What lines in the entries hold the string "crate"? List them.

= Collected data entries =
┌────────

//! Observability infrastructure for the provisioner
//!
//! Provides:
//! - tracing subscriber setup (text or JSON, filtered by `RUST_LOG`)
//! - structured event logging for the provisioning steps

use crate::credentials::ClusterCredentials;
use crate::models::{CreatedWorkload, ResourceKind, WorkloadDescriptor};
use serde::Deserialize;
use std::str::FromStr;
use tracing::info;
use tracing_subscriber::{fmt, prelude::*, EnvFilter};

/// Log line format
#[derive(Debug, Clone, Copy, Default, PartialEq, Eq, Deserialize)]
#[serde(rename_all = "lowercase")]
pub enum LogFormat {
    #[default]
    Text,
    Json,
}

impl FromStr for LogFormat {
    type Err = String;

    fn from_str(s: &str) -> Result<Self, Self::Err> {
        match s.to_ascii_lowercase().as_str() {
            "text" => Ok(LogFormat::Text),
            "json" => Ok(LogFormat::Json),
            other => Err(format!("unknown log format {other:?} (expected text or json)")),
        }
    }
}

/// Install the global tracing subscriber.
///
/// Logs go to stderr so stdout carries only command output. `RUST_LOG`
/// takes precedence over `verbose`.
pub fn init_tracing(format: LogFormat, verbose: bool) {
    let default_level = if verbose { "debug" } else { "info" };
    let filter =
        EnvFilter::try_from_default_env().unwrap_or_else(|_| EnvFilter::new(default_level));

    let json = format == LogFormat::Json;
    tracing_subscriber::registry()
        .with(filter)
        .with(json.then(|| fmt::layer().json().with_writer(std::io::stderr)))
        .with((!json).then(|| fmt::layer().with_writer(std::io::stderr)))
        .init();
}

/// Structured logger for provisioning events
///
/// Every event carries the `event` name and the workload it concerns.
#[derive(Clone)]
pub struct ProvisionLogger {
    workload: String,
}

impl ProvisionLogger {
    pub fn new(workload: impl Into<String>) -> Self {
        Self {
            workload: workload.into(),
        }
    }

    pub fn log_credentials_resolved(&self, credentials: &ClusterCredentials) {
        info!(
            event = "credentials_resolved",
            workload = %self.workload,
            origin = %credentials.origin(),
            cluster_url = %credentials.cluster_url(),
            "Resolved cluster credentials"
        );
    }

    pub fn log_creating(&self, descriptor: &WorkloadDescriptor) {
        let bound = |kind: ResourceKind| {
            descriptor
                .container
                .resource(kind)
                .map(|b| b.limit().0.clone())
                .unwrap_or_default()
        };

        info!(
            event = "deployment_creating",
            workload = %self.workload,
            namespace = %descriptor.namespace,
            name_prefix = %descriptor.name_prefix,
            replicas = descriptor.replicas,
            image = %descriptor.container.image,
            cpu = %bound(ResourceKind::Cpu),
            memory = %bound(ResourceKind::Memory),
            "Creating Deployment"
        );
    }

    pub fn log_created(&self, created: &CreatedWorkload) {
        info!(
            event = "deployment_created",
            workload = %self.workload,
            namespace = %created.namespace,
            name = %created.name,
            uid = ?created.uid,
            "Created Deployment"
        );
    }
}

└────────

= FINISHED EXERCISE =
use crate::credentials::ClusterCredentials;
use crate::models::{CreatedWorkload, ResourceKind, WorkloadDescriptor};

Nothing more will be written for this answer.